TASK PROMPT
Locate all lines in the data below that hold "self" and show them.

DATA TO EXAMINE
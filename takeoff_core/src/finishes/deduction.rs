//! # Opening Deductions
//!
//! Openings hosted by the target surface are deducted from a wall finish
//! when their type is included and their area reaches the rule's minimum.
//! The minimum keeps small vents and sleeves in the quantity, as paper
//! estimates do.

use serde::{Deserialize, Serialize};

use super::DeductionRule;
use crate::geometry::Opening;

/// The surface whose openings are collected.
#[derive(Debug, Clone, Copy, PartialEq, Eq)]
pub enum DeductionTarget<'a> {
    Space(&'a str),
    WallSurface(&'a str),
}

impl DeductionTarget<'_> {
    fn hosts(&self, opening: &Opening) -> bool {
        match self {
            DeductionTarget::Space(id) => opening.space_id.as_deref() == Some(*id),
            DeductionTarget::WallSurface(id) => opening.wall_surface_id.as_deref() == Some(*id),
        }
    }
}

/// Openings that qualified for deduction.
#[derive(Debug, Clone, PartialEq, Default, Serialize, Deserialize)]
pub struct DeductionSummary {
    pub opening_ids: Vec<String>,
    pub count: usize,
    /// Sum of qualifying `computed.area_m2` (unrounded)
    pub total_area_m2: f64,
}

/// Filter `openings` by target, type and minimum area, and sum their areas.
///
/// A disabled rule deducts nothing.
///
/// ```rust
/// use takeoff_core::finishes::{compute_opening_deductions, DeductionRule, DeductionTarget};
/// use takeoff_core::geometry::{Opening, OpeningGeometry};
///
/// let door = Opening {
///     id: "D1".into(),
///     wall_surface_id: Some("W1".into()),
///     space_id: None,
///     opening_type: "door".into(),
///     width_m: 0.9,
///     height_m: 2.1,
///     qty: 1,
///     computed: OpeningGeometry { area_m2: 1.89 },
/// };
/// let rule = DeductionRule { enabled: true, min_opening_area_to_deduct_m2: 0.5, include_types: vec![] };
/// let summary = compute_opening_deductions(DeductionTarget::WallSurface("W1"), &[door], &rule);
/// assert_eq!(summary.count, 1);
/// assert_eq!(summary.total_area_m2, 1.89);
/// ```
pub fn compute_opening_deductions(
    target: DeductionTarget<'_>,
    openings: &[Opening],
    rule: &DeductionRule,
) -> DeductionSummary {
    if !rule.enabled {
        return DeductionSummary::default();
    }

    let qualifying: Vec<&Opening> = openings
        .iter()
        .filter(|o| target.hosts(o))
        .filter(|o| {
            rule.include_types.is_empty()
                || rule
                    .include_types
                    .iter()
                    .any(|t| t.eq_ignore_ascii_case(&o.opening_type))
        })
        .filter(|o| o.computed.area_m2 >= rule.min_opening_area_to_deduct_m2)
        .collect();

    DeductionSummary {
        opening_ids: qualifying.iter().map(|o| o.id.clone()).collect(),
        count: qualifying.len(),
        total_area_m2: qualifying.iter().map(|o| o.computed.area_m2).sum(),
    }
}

TASK RESULT
    fn hosts(&self, opening: &Opening) -> bool {
        match self {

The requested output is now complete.